__What you are asked to do__.
From the listing below, copy out every line where the word "zero" appears.

__Provided data__.
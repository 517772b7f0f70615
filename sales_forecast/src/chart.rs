//! Actual vs predicted line chart over the aggregate table

use crate::data::AggregateTable;
use serde::Serialize;
use std::fmt::Write;

const WIDTH: f64 = 700.0;
const HEIGHT: f64 = 400.0;
const MARGIN_LEFT: f64 = 60.0;
const MARGIN_RIGHT: f64 = 130.0;
const MARGIN_TOP: f64 = 40.0;
const MARGIN_BOTTOM: f64 = 60.0;

/// The two lines of the chart
#[derive(Debug, Clone, Copy, PartialEq, Eq, Serialize)]
pub enum Series {
    Actual,
    Predicted,
}

impl Series {
    pub fn label(&self) -> &'static str {
        match self {
            Series::Actual => "Actual Qty",
            Series::Predicted => "Predicted Qty",
        }
    }

    pub fn color(&self) -> &'static str {
        match self {
            Series::Actual => "green",
            Series::Predicted => "red",
        }
    }
}

/// One point in long format: period, series, quantity
#[derive(Debug, Clone, PartialEq, Serialize)]
pub struct ChartPoint {
    pub period: String,
    pub series: Series,
    pub qty: f64,
}

/// Melt the aggregate table into chart points, periods in (year, month)
/// order, actual points first.
pub fn chart_points(table: &AggregateTable) -> Vec<ChartPoint> {
    let actual = table.records().iter().map(|r| ChartPoint {
        period: r.period(),
        series: Series::Actual,
        qty: r.actual_qty,
    });
    let predicted = table.records().iter().map(|r| ChartPoint {
        period: r.period(),
        series: Series::Predicted,
        qty: r.predicted_qty,
    });
    actual.chain(predicted).collect()
}

/// Render the chart as a standalone SVG document.
///
/// The y axis starts at zero unless a quantity is negative, in which case it
/// extends below zero and a dashed zero line is drawn.
pub fn render_svg(table: &AggregateTable) -> String {
    let records = table.records();
    let mut svg = String::new();

    let _ = writeln!(
        svg,
        r#"<svg xmlns="http://www.w3.org/2000/svg" width="{w}" height="{h}" viewBox="0 0 {w} {h}" font-family="sans-serif" font-size="11">"#,
        w = WIDTH,
        h = HEIGHT
    );
    let _ = writeln!(svg, r#"<rect width="100%" height="100%" fill="white"/>"#);
    let _ = writeln!(
        svg,
        r#"<text x="{}" y="22" font-size="15" text-anchor="middle">Actual vs Predicted Qty per Month</text>"#,
        WIDTH / 2.0
    );

    let plot_w = WIDTH - MARGIN_LEFT - MARGIN_RIGHT;
    let plot_h = HEIGHT - MARGIN_TOP - MARGIN_BOTTOM;
    let bottom = MARGIN_TOP + plot_h;

    // Axes
    let _ = writeln!(
        svg,
        r#"<line x1="{l}" y1="{t}" x2="{l}" y2="{b}" stroke="black"/><line x1="{l}" y1="{b}" x2="{r}" y2="{b}" stroke="black"/>"#,
        l = MARGIN_LEFT,
        t = MARGIN_TOP,
        b = bottom,
        r = MARGIN_LEFT + plot_w
    );
    let _ = writeln!(
        svg,
        r#"<text x="{}" y="{}" text-anchor="middle">Period</text>"#,
        MARGIN_LEFT + plot_w / 2.0,
        HEIGHT - 10.0
    );
    let _ = writeln!(
        svg,
        r#"<text x="15" y="{y}" text-anchor="middle" transform="rotate(-90 15 {y})">Qty</text>"#,
        y = MARGIN_TOP + plot_h / 2.0
    );

    if !records.is_empty() {
        let quantities = || records.iter().flat_map(|r| [r.actual_qty, r.predicted_qty]);
        let max = quantities().fold(0.0_f64, f64::max);
        let min = quantities().fold(0.0_f64, f64::min);
        let y_max = if max > 0.0 { max * 1.1 } else { 1.0 };
        let y_min = min * 1.1;
        let span = y_max - y_min;

        let step = if records.len() > 1 {
            plot_w / (records.len() - 1) as f64
        } else {
            0.0
        };
        let x_at = |i: usize| {
            if records.len() > 1 {
                MARGIN_LEFT + step * i as f64
            } else {
                MARGIN_LEFT + plot_w / 2.0
            }
        };
        let y_at = |qty: f64| bottom - ((qty - y_min) / span) * plot_h;

        // Y ticks
        for tick in 0..=4 {
            let value = y_min + span * tick as f64 / 4.0;
            let _ = writeln!(
                svg,
                r#"<text x="{}" y="{}" text-anchor="end">{:.0}</text>"#,
                MARGIN_LEFT - 6.0,
                y_at(value) + 4.0,
                value
            );
        }

        if y_min < 0.0 {
            let _ = writeln!(
                svg,
                r#"<line x1="{}" y1="{y:.1}" x2="{}" y2="{y:.1}" stroke="gray" stroke-dasharray="4 3"/>"#,
                MARGIN_LEFT,
                MARGIN_LEFT + plot_w,
                y = y_at(0.0)
            );
        }

        // X labels
        for (i, record) in records.iter().enumerate() {
            let _ = writeln!(
                svg,
                r#"<text x="{x}" y="{y}" text-anchor="end" transform="rotate(-45 {x} {y})">{label}</text>"#,
                x = x_at(i),
                y = bottom + 14.0,
                label = record.period()
            );
        }

        for series in [Series::Actual, Series::Predicted] {
            let coords: Vec<(f64, f64)> = records
                .iter()
                .enumerate()
                .map(|(i, r)| {
                    let qty = match series {
                        Series::Actual => r.actual_qty,
                        Series::Predicted => r.predicted_qty,
                    };
                    (x_at(i), y_at(qty))
                })
                .collect();

            let path: Vec<String> = coords
                .iter()
                .map(|(x, y)| format!("{:.1},{:.1}", x, y))
                .collect();
            let _ = writeln!(
                svg,
                r#"<polyline fill="none" stroke="{}" stroke-width="2" points="{}"/>"#,
                series.color(),
                path.join(" ")
            );
            for (x, y) in &coords {
                let _ = writeln!(
                    svg,
                    r#"<circle cx="{:.1}" cy="{:.1}" r="3" fill="{}"/>"#,
                    x,
                    y,
                    series.color()
                );
            }
        }
    }

    // Legend
    for (i, series) in [Series::Actual, Series::Predicted].iter().enumerate() {
        let y = MARGIN_TOP + 10.0 + 20.0 * i as f64;
        let x = WIDTH - MARGIN_RIGHT + 15.0;
        let _ = writeln!(
            svg,
            r#"<rect x="{}" y="{}" width="12" height="12" fill="{}"/><text x="{}" y="{}">{}</text>"#,
            x,
            y - 10.0,
            series.color(),
            x + 18.0,
            y,
            series.label()
        );
    }

    svg.push_str("</svg>\n");
    svg
}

__Solution to this task__.
/// The y axis starts at zero unless a quantity is negative, in which case it
/// extends below zero and a dashed zero line is drawn.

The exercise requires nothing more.